[Dataset entries]
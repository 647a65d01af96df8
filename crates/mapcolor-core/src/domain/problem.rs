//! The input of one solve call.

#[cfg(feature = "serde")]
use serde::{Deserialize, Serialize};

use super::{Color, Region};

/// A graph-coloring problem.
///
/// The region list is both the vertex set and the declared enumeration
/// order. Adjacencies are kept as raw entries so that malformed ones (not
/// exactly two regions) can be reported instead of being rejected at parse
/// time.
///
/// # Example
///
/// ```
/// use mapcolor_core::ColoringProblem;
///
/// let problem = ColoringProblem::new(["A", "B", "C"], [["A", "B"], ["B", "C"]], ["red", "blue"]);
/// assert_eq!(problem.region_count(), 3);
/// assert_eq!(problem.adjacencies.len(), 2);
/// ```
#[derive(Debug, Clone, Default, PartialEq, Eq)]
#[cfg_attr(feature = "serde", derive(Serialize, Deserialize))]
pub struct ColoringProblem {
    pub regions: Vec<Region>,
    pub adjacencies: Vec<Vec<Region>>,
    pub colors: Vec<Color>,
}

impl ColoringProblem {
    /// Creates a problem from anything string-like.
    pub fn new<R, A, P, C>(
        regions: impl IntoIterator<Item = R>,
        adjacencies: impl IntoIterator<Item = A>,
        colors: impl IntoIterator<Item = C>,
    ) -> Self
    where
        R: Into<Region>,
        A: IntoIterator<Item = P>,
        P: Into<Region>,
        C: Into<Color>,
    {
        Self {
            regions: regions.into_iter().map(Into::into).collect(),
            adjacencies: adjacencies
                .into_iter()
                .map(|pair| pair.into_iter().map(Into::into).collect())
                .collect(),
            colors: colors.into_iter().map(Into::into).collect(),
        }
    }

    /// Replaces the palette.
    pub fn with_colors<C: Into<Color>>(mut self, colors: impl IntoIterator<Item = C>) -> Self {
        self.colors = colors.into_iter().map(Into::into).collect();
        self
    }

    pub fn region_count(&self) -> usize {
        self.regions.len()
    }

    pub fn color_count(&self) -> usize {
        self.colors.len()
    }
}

**The task**: The lines above that include "serde" should each be listed.

**Answer**:
#[cfg(feature = "serde")]
use serde::{Deserialize, Serialize};
#[cfg_attr(feature = "serde", derive(Serialize, Deserialize))]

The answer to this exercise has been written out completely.